Sometimes assembler is still useful ;)
Rick Murray (539) 13850 posts |
For something I’m working on, prototyping various ideas in BASIC, I needed to read a pixel from the screen and “brighten” it. And do it another hundred and twenty thousand times. ;-) I am reading data directly from screen memory. Using the OS calls to do this is just tooooooo slow. As I am using a 256 colour mode, the bit layout in memory is weird (refer to PRM 1-561). My initial code would pull apart the byte into red, green, blue, and tint. Adjust, then recombine, then write back. It was, understandably, really slow. So my next idea was to use a lookup table. So I wrote a program to generate the lookup table, and then simply used the screen colour value (0-255) as an index into the table which would give a replacement byte to write. This was quite a bit faster…but still slow. So my final idea was to write an assembler routine to work out which bit of memory to fiddle with, read/index/write. There are a few speed tweaks like using writeback #1 after write (saves an increment), and counting my loops backwards with SUBS (will be EQ when zero, saves a CMP). So much so, that when I come to code the real thing in C (as I plan to), I might simply port the function as it is into ObjAsm format and use it. So… once in a while, assembler has its uses. ;) |
Jeff Doggett (257) 234 posts |
If you write the C code to match the assembler, I would expect the resultant code to run just as fast. |
Kuemmel (439) 384 posts |
…the good old C vs ASM topic ;-) …only chance for a verdict is to benchmark it. When I look at the Cortex-A72 optimization guide by ARM (Link here) e.g. at section 4.5/page 38 – load/store throughput I wouldn’t think that any compiler would do those optmisations out of the blue adapted for a specific context…but as always in this discussion, if you want to save time and have code easy to be maintained…don’t do it… |
Rick Murray (539) 13850 posts |
Possibly, but this means rewriting the code (again), this time in C. As I have something that works (written to use with BASIC), I might just copy that over.

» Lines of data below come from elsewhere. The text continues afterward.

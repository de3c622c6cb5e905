//! Error types shared across the service core.

use thiserror::Error;

/// Result type alias for core operations
pub type Result<T> = std::result::Result<T, Error>;

/// Main error type for the data, estimator, and archive layers
#[derive(Error, Debug)]
pub enum Error {
    #[error("Data error: {0}")]
    Data(String),

    #[error("Training error: {0}")]
    Training(String),

    #[error("Inference error: {0}")]
    Inference(String),

    #[error("Invalid shape: expected {expected}, got {actual}")]
    Shape { expected: String, actual: String },

    #[error("Model not fitted")]
    NotFitted,

    #[error("Corrupt archive: {0}")]
    CorruptArchive(String),

    #[error("Incompatible model: {0}")]
    IncompatibleModel(String),

    #[error("Render error: {0}")]
    Render(String),

    #[error("Polars error: {0}")]
    Polars(#[from] polars::prelude::PolarsError),

    #[error("Archive error: {0}")]
    Zip(#[from] zip::result::ZipError),

    #[error("Serialization error: {0}")]
    Serde(#[from] serde_json::Error),

    #[error("IO error: {0}")]
    Io(#[from] std::io::Error),
}
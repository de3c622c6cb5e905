//! Random forest classifier: bootstrap-bagged decision trees with majority
//! voting.

use ndarray::{Array1, Array2, ArrayView1};
use rand::{RngCore, SeedableRng};
use rand_chacha::ChaCha8Rng;
use rayon::prelude::*;
use serde::{Deserialize, Serialize};
use std::collections::HashMap;

use super::decision_tree::DecisionTree;
use crate::error::{Error, Result};

#[derive(Debug, Clone, Serialize, Deserialize)]
pub struct RandomForestClassifier {
    trees: Vec<DecisionTree>,
    pub n_estimators: usize,
    pub max_depth: Option<usize>,
    pub min_samples_leaf: usize,
    pub random_state: Option<u64>,
    classes: Vec<f64>,
    feature_importances: Option<Array1<f64>>,
    n_features: usize,
}

impl RandomForestClassifier {
    pub fn new(n_estimators: usize) -> Self {
        Self {
            trees: Vec::new(),
            n_estimators,
            max_depth: None,
            min_samples_leaf: 1,
            random_state: Some(42),
            classes: Vec::new(),
            feature_importances: None,
            n_features: 0,
        }
    }

    pub fn with_max_depth(mut self, depth: usize) -> Self {
        self.max_depth = Some(depth);
        self
    }

    pub fn with_random_state(mut self, seed: u64) -> Self {
        self.random_state = Some(seed);
        self
    }

    pub fn fit(&mut self, x: &Array2<f64>, y: &Array1<f64>) -> Result<()> {
        let n_samples = x.nrows();
        if n_samples != y.len() {
            return Err(Error::Shape {
                expected: format!("y length = {n_samples}"),
                actual: format!("y length = {}", y.len()),
            });
        }
        if self.n_estimators == 0 {
            return Err(Error::Training("n_estimators must be at least 1".to_string()));
        }

        self.n_features = x.ncols();
        let mut classes: Vec<f64> = y.iter().copied().collect();
        classes.sort_by(|a, b| a.partial_cmp(b).unwrap_or(std::cmp::Ordering::Equal));
        classes.dedup();
        self.classes = classes;

        let base_seed = self.random_state.unwrap_or(42);
        let max_depth = self.max_depth;
        let min_samples_leaf = self.min_samples_leaf;

        let trees: Result<Vec<DecisionTree>> = (0..self.n_estimators)
            .into_par_iter()
            .map(|tree_idx| {
                let mut rng = ChaCha8Rng::seed_from_u64(base_seed.wrapping_add(tree_idx as u64));

                // Bootstrap sample with replacement
                let mut x_boot = Array2::zeros((n_samples, x.ncols()));
                let mut y_boot = Array1::zeros(n_samples);
                for i in 0..n_samples {
                    let pick = (rng.next_u64() as usize) % n_samples;
                    x_boot.row_mut(i).assign(&x.row(pick));
                    y_boot[i] = y[pick];
                }

                let mut tree = DecisionTree::new_classifier()
                    .with_min_samples_leaf(min_samples_leaf);
                if let Some(depth) = max_depth {
                    tree = tree.with_max_depth(depth);
                }
                tree.fit(&x_boot, &y_boot)?;
                Ok(tree)
            })
            .collect();
        self.trees = trees?;

        // Average per-tree importances, renormalized
        let mut importances = vec![0.0; self.n_features];
        for tree in &self.trees {
            if let Some(tree_importances) = tree.feature_importances() {
                for (total, value) in importances.iter_mut().zip(tree_importances.iter()) {
                    *total += value;
                }
            }
        }
        let total: f64 = importances.iter().sum();
        if total > 0.0 {
            for importance in &mut importances {
                *importance /= total;
            }
        }
        self.feature_importances = Some(Array1::from_vec(importances));
        Ok(())
    }

    /// Majority vote across trees.
    pub fn predict_row(&self, row: ArrayView1<f64>) -> Result<f64> {
        if self.trees.is_empty() {
            return Err(Error::NotFitted);
        }
        let mut votes: HashMap<u64, usize> = HashMap::new();
        for tree in &self.trees {
            let label = tree.predict_row(row)?;
            *votes.entry(label.to_bits()).or_insert(0) += 1;
        }
        votes
            .into_iter()
            .max_by_key(|&(_, count)| count)
            .map(|(bits, _)| f64::from_bits(bits))
            .ok_or(Error::NotFitted)
    }

    pub fn predict(&self, x: &Array2<f64>) -> Result<Array1<f64>> {
        let mut predictions = Array1::zeros(x.nrows());
        for (i, row) in x.outer_iter().enumerate() {
            predictions[i] = self.predict_row(row)?;
        }
        Ok(predictions)
    }

    pub fn n_trees(&self) -> usize {
        self.trees.len()
    }

    pub fn tree(&self, index: usize) -> Option<&DecisionTree> {
        self.trees.get(index)
    }

    pub fn classes(&self) -> &[f64] {
        &self.classes
    }

    pub fn feature_importances(&self) -> Result<&Array1<f64>> {
        self.feature_importances.as_ref().ok_or(Error::NotFitted)
    }
}
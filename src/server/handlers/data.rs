//! Dataset store endpoints.

use std::io::Write;
use std::sync::Arc;

use axum::extract::{Multipart, Query, State};
use axum::Json;
use serde::Deserialize;
use serde_json::{json, Value};

use super::{require_string, ApiError, AppState, Result};
use crate::tabular;

/// Multipart upload of a raw dataset file into the dataset bucket.
pub async fn store_data(
    State(state): State<Arc<AppState>>,
    mut multipart: Multipart,
) -> Result<Json<Value>> {
    while let Some(field) = multipart
        .next_field()
        .await
        .map_err(|e| ApiError::InvalidParameter(e.to_string()))?
    {
        if field.name() != Some("file") {
            continue;
        }
        let file_name = field
            .file_name()
            .map(|s| s.to_string())
            .filter(|s| !s.is_empty())
            .ok_or(ApiError::MissingField("file name"))?;
        let bytes = field
            .bytes()
            .await
            .map_err(|e| ApiError::InvalidParameter(e.to_string()))?;

        state.storage.datasets.put(&file_name, bytes).await?;
        return Ok(Json(json!({ "message": "File uploaded successfully" })));
    }
    Err(ApiError::MissingField("file"))
}

#[derive(Deserialize)]
pub struct DeleteDataRequest {
    data_name: Option<String>,
}

pub async fn delete_data(
    State(state): State<Arc<AppState>>,
    Json(req): Json<DeleteDataRequest>,
) -> Result<Json<Value>> {
    let data_name = require_string(req.data_name, "data_name")?;

    if !state.storage.datasets.exists(&data_name).await? {
        return Err(ApiError::NotFound("File not found".to_string()));
    }
    state.storage.datasets.delete(&data_name).await?;
    Ok(Json(json!({ "success": "File deleted successfully" })))
}

pub async fn fetch_data_names(State(state): State<Arc<AppState>>) -> Result<Json<Vec<String>>> {
    Ok(Json(state.storage.datasets.list_names().await?))
}

#[derive(Deserialize)]
pub struct FetchDatasetQuery {
    file_name: Option<String>,
}

/// Download a CSV blob and return it as row-records. The blob is staged
/// through a temporary file that is removed on every exit path.
pub async fn fetch_dataset(
    State(state): State<Arc<AppState>>,
    Query(query): Query<FetchDatasetQuery>,
) -> Result<Json<Vec<Value>>> {
    let file_name = require_string(query.file_name, "file_name")?;
    if !file_name.ends_with(".csv") {
        return Err(ApiError::InvalidParameter("file type not supported".to_string()));
    }

    let bytes = state.storage.datasets.get(&file_name).await?;

    let mut temp = tempfile::NamedTempFile::new().map_err(crate::error::Error::Io)?;
    temp.write_all(&bytes).map_err(crate::error::Error::Io)?;
    let df = tabular::csv_path_to_df(temp.path())?;

    Ok(Json(tabular::df_to_records(&df)?))
}
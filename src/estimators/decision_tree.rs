//! CART decision trees, the building block for the forest and boosting
//! ensembles.

use ndarray::{Array1, Array2, ArrayView1};
use rayon::prelude::*;
use serde::{Deserialize, Serialize};
use std::collections::HashMap;

use crate::error::{Error, Result};

/// Decision tree node
#[derive(Debug, Clone, Serialize, Deserialize)]
pub enum TreeNode {
    /// Leaf node with prediction value
    Leaf { value: f64, n_samples: usize },
    /// Internal node with split
    Split {
        feature_idx: usize,
        threshold: f64,
        left: Box<TreeNode>,
        right: Box<TreeNode>,
        n_samples: usize,
        impurity: f64,
    },
}

/// Impurity criterion
#[derive(Debug, Clone, Copy, Serialize, Deserialize, PartialEq, Eq)]
pub enum Criterion {
    /// Gini impurity (classification)
    Gini,
    /// Mean squared error (regression)
    Mse,
}

/// Decision tree model
#[derive(Debug, Clone, Serialize, Deserialize)]
pub struct DecisionTree {
    root: Option<TreeNode>,
    pub max_depth: Option<usize>,
    pub min_samples_split: usize,
    pub min_samples_leaf: usize,
    pub criterion: Criterion,
    n_features: usize,
    feature_importances: Option<Array1<f64>>,
    is_classification: bool,
    classes: Vec<f64>,
}

fn class_counts(y: &[f64]) -> HashMap<u64, usize> {
    let mut counts = HashMap::new();
    for &value in y {
        *counts.entry(value.to_bits()).or_insert(0) += 1;
    }
    counts
}

impl DecisionTree {
    pub fn new_classifier() -> Self {
        Self {
            root: None,
            max_depth: None,
            min_samples_split: 2,
            min_samples_leaf: 1,
            criterion: Criterion::Gini,
            n_features: 0,
            feature_importances: None,
            is_classification: true,
            classes: Vec::new(),
        }
    }

    pub fn new_regressor() -> Self {
        Self {
            root: None,
            max_depth: None,
            min_samples_split: 2,
            min_samples_leaf: 1,
            criterion: Criterion::Mse,
            n_features: 0,
            feature_importances: None,
            is_classification: false,
            classes: Vec::new(),
        }
    }

    pub fn with_max_depth(mut self, depth: usize) -> Self {
        self.max_depth = Some(depth);
        self
    }

    pub fn with_min_samples_leaf(mut self, min_samples: usize) -> Self {
        self.min_samples_leaf = min_samples;
        self
    }

    pub fn fit(&mut self, x: &Array2<f64>, y: &Array1<f64>) -> Result<()> {
        let n_samples = x.nrows();
        if n_samples != y.len() {
            return Err(Error::Shape {
                expected: format!("y length = {n_samples}"),
                actual: format!("y length = {}", y.len()),
            });
        }
        if n_samples == 0 {
            return Err(Error::Training("cannot fit a tree on 0 samples".to_string()));
        }

        self.n_features = x.ncols();
        if self.is_classification {
            let mut classes: Vec<f64> = y.iter().copied().collect();
            classes.sort_by(|a, b| a.partial_cmp(b).unwrap_or(std::cmp::Ordering::Equal));
            classes.dedup();
            self.classes = classes;
        }

        let mut importances = vec![0.0; self.n_features];
        let indices: Vec<usize> = (0..n_samples).collect();
        self.root = Some(self.build_tree(x, y, &indices, 0, &mut importances));

        let total: f64 = importances.iter().sum();
        if total > 0.0 {
            for importance in &mut importances {
                *importance /= total;
            }
        }
        self.feature_importances = Some(Array1::from_vec(importances));
        Ok(())
    }

    fn build_tree(
        &self,
        x: &Array2<f64>,
        y: &Array1<f64>,
        indices: &[usize],
        depth: usize,
        importances: &mut [f64],
    ) -> TreeNode {
        let n_samples = indices.len();
        let y_subset: Vec<f64> = indices.iter().map(|&i| y[i]).collect();

        let should_stop = n_samples < self.min_samples_split
            || n_samples <= self.min_samples_leaf
            || self.max_depth.map_or(false, |d| depth >= d)
            || self.is_pure(&y_subset);

        if should_stop {
            return TreeNode::Leaf {
                value: self.leaf_value(&y_subset),
                n_samples,
            };
        }

        if let Some((feature_idx, threshold, gain)) = self.find_best_split(x, y, indices) {
            let (left_indices, right_indices): (Vec<usize>, Vec<usize>) = indices
                .iter()
                .partition(|&&i| x[[i, feature_idx]] <= threshold);

            if left_indices.len() < self.min_samples_leaf
                || right_indices.len() < self.min_samples_leaf
            {
                return TreeNode::Leaf {
                    value: self.leaf_value(&y_subset),
                    n_samples,
                };
            }

            importances[feature_idx] += n_samples as f64 * gain;

            let left = Box::new(self.build_tree(x, y, &left_indices, depth + 1, importances));
            let right = Box::new(self.build_tree(x, y, &right_indices, depth + 1, importances));

            TreeNode::Split {
                feature_idx,
                threshold,
                left,
                right,
                n_samples,
                impurity: self.impurity(&y_subset),
            }
        } else {
            TreeNode::Leaf {
                value: self.leaf_value(&y_subset),
                n_samples,
            }
        }
    }

    /// Each feature independently scans its candidate thresholds; the best
    /// gain across features wins.
    fn find_best_split(
        &self,
        x: &Array2<f64>,
        y: &Array1<f64>,
        indices: &[usize],
    ) -> Option<(usize, f64, f64)> {
        let y_subset: Vec<f64> = indices.iter().map(|&i| y[i]).collect();
        let parent_impurity = self.impurity(&y_subset);
        let n = indices.len() as f64;

        let per_feature: Vec<Option<(usize, f64, f64)>> = (0..self.n_features)
            .into_par_iter()
            .map(|feature_idx| {
                let mut values: Vec<f64> =
                    indices.iter().map(|&i| x[[i, feature_idx]]).collect();
                values.sort_by(|a, b| a.partial_cmp(b).unwrap_or(std::cmp::Ordering::Equal));
                values.dedup();

                let mut best_gain = 0.0f64;
                let mut best_threshold = 0.0f64;

                for window in values.windows(2) {
                    let threshold = (window[0] + window[1]) / 2.0;

                    let mut left = Vec::new();
                    let mut right = Vec::new();
                    for &i in indices {
                        if x[[i, feature_idx]] <= threshold {
                            left.push(y[i]);
                        } else {
                            right.push(y[i]);
                        }
                    }

                    if left.len() < self.min_samples_leaf || right.len() < self.min_samples_leaf {
                        continue;
                    }

                    let weighted = (left.len() as f64 * self.impurity(&left)
                        + right.len() as f64 * self.impurity(&right))
                        / n;
                    let gain = parent_impurity - weighted;
                    if gain > best_gain {
                        best_gain = gain;
                        best_threshold = threshold;
                    }
                }

                if best_gain > 0.0 {
                    Some((feature_idx, best_threshold, best_gain))
                } else {
                    None
                }
            })
            .collect();

        per_feature
            .into_iter()
            .flatten()
            .max_by(|a, b| a.2.partial_cmp(&b.2).unwrap_or(std::cmp::Ordering::Equal))
    }

    fn impurity(&self, y: &[f64]) -> f64 {
        if y.is_empty() {
            return 0.0;
        }
        match self.criterion {
            Criterion::Gini => {
                let n = y.len() as f64;
                let sum_sq: f64 = class_counts(y)
                    .values()
                    .map(|&c| (c as f64 / n).powi(2))
                    .sum();
                1.0 - sum_sq
            }
            Criterion::Mse => {
                let n = y.len() as f64;
                let mean = y.iter().sum::<f64>() / n;
                y.iter().map(|v| (v - mean).powi(2)).sum::<f64>() / n
            }
        }
    }

    fn is_pure(&self, y: &[f64]) -> bool {
        y.windows(2).all(|w| w[0] == w[1])
    }

    fn leaf_value(&self, y: &[f64]) -> f64 {
        if self.is_classification {
            // Majority class
            class_counts(y)
                .into_iter()
                .max_by_key(|&(_, count)| count)
                .map(|(bits, _)| f64::from_bits(bits))
                .unwrap_or(0.0)
        } else {
            y.iter().sum::<f64>() / y.len().max(1) as f64
        }
    }

    pub fn predict_row(&self, row: ArrayView1<f64>) -> Result<f64> {
        let mut node = self.root.as_ref().ok_or(Error::NotFitted)?;
        loop {
            match node {
                TreeNode::Leaf { value, .. } => return Ok(*value),
                TreeNode::Split {
                    feature_idx,
                    threshold,
                    left,
                    right,
                    ..
                } => {
                    node = if row[*feature_idx] <= *threshold {
                        left
                    } else {
                        right
                    };
                }
            }
        }
    }

    pub fn predict(&self, x: &Array2<f64>) -> Result<Array1<f64>> {
        let mut predictions = Array1::zeros(x.nrows());
        for (i, row) in x.outer_iter().enumerate() {
            predictions[i] = self.predict_row(row)?;
        }
        Ok(predictions)
    }

    pub fn feature_importances(&self) -> Option<&Array1<f64>> {
        self.feature_importances.as_ref()
    }

    pub fn root(&self) -> Option<&TreeNode> {
        self.root.as_ref()
    }

    pub fn depth(&self) -> usize {
        fn node_depth(node: &TreeNode) -> usize {
            match node {
                TreeNode::Leaf { .. } => 0,
                TreeNode::Split { left, right, .. } => {
                    1 + node_depth(left).max(node_depth(right))
                }
            }
        }
        self.root.as_ref().map(|root| node_depth(root)).unwrap_or(0)
    }
}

One can specify architecture and processor core to the compiler. I’m not sure if it makes much difference, never tried it and examined the code.
Save time? Saving time would be using assembler. It’s already been written, tested, and debugged. As for maintenance, it’s quite liberally commented. It’s important to comment copiously, so you can hit the ground running when you come back to a project five years later and you’re like “I wrote this?”. ;-) |
Clive Semmens (2335) 3276 posts |
Five years later? I’ve been trying to update inadequately commented assembler routines I wrote thirty years ago… |
David Feugey (2125) 2709 posts |
And the big question is: is there an integrated C compiler in BBC Basic? :) |
Colin Ferris (399) 1818 posts |
There is BASIC to ‘C’ convertor prog – but I think Rick likes a challenge. :-) |
Clive Semmens (2335) 3276 posts |
That’s a rather different beast from an integrated C compiler though, which is far more like the embedded assembler. |
David J. Ruck (33) 1636 posts |
It does make a significant difference, especially with the newer cores, being able to optimise for the instruction issue width, and use new instructions introduced with each architecture. But its only useful if you are targetting specific hardware for a project, or just your own machine. RISC OS runs on a large number of cores and architectures, so you you need to use the compilers lowest common denominator code, which works on everything but is far from optimal on any of it. The beauty of writing it in C, is optimising for cores or architectures is only a option change and a recompile away. |
Clive Semmens (2335) 3276 posts |
Is there, or could there be, an option to make at least heavily worked parts of the code be compiled in parallel for different architectures, with branches switched according to the hardware the code is running on? Obviously it would make the code bigger, but would surely be worth it at least for those heavily worked routines – which the programmer would presumably have to mark somehow. (The same trick would be useful in BBC BASIC, too, for built-in functions. I don’t think expecting BASIC programmers to mark up other heavily-used routines makes much sense.) |
David J. Ruck (33) 1636 posts |
That is definitely possible, I’ve not seen anyone doing that with integer code in RISC OS, but it’s been done for floating point, with FPA, VFP2, VFP3 and Neon variations. I don’t think it’s worth it for BASIC, as if speed is that critical, don’t use an interpreted language. Same goes for Python, but that is mitigated by the possibility of the heavy lifting being done by library code written in C, which can be compiled for the particular CPU at installation time. |
Rick Murray (539) 13850 posts |
That’s exactly it. The only reason the assembler was written at all is because I’m using a shell written in BASIC to test out ideas before “doing it properly in C”. ;-) And, like you say, BASIC was just too damn slow at doing this particular part. Painfully so.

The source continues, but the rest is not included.